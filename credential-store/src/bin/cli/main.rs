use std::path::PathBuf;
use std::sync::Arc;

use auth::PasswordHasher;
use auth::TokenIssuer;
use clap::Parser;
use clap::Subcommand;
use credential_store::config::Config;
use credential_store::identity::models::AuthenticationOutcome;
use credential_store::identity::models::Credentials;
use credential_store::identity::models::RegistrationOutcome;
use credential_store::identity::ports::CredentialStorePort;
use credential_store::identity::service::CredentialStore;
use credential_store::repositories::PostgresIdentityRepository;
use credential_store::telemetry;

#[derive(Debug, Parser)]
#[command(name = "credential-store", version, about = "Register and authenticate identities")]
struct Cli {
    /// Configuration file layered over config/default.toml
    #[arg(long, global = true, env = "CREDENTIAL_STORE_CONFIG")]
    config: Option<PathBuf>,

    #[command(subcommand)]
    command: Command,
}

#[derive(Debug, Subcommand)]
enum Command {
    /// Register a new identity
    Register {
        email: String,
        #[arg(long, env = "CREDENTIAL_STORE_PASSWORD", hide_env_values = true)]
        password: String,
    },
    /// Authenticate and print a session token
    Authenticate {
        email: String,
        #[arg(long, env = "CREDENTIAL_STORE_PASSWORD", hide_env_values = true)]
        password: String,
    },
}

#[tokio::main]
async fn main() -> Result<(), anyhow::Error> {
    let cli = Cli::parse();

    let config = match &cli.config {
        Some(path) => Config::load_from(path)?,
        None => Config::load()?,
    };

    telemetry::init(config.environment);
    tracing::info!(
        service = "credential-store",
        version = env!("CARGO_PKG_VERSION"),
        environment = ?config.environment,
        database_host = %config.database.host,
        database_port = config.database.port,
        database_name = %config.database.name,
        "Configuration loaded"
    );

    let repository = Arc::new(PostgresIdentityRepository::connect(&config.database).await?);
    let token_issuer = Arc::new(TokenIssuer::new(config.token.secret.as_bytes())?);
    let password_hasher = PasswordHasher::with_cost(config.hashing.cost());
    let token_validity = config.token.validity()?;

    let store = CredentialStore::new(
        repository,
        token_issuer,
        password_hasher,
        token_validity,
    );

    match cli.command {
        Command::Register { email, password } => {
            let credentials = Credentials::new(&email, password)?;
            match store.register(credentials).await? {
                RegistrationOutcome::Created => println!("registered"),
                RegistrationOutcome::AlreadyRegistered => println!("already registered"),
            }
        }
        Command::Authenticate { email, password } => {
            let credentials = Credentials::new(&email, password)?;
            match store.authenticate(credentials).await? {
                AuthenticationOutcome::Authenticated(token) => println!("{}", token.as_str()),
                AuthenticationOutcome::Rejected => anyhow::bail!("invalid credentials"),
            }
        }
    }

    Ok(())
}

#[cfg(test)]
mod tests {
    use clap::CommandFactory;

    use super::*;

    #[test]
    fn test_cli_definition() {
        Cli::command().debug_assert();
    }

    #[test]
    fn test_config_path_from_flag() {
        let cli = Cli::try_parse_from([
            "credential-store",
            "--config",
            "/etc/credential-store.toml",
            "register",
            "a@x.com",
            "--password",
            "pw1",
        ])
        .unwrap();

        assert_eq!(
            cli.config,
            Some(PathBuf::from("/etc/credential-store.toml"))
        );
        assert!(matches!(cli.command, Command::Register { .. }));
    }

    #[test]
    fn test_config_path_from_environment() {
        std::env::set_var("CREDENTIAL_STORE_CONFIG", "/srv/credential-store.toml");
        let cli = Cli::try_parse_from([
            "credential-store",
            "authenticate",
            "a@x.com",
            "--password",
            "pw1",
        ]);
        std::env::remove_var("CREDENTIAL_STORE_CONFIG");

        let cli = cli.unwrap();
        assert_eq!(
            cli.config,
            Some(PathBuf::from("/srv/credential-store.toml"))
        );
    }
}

==

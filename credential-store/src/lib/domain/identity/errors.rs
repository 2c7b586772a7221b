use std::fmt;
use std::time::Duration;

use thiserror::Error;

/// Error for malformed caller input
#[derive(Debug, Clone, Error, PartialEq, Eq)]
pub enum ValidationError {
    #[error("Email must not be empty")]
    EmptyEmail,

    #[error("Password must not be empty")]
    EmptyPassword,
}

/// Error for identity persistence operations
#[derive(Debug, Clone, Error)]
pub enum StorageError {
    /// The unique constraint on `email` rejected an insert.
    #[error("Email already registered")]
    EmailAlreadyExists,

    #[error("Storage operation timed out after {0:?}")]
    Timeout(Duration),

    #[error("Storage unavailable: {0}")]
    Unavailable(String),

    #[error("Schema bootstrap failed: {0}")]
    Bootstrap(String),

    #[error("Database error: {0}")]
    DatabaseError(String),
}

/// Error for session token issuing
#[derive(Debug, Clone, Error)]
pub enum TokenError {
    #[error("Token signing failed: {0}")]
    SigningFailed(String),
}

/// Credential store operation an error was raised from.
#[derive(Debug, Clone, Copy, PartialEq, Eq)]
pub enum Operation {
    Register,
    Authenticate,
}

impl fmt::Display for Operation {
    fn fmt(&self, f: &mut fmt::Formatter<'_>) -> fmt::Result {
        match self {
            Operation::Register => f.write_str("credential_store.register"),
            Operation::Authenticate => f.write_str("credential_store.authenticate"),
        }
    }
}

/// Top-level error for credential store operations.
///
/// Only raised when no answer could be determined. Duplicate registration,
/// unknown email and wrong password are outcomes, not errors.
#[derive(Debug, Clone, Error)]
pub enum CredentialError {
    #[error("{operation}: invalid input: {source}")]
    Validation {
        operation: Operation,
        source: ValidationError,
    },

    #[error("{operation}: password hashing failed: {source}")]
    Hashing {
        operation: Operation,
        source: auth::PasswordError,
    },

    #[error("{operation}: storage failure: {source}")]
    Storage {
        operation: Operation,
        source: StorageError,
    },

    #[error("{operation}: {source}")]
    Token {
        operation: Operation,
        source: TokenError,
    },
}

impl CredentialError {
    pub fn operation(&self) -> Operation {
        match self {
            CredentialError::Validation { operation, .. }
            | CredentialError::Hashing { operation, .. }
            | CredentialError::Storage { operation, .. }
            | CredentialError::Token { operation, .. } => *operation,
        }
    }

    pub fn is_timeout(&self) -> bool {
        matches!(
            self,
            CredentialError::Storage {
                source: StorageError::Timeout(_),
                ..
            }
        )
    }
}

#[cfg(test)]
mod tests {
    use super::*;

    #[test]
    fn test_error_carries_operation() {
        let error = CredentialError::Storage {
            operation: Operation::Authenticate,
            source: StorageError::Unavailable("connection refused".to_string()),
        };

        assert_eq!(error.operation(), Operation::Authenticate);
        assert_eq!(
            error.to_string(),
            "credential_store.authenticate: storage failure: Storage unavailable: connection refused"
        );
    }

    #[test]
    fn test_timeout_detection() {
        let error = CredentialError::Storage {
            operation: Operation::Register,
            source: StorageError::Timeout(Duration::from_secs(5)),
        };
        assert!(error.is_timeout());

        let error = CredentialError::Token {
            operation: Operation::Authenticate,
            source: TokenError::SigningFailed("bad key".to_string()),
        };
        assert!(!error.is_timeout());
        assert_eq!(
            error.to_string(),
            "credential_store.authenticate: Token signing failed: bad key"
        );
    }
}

**Exercise**
Copy all lines from the data above that contain the word "StorageError".

**Task answer**
pub enum StorageError {
        source: StorageError,
                source: StorageError::Timeout(_),
            source: StorageError::Unavailable("connection refused".to_string()),
            source: StorageError::Timeout(Duration::from_secs(5)),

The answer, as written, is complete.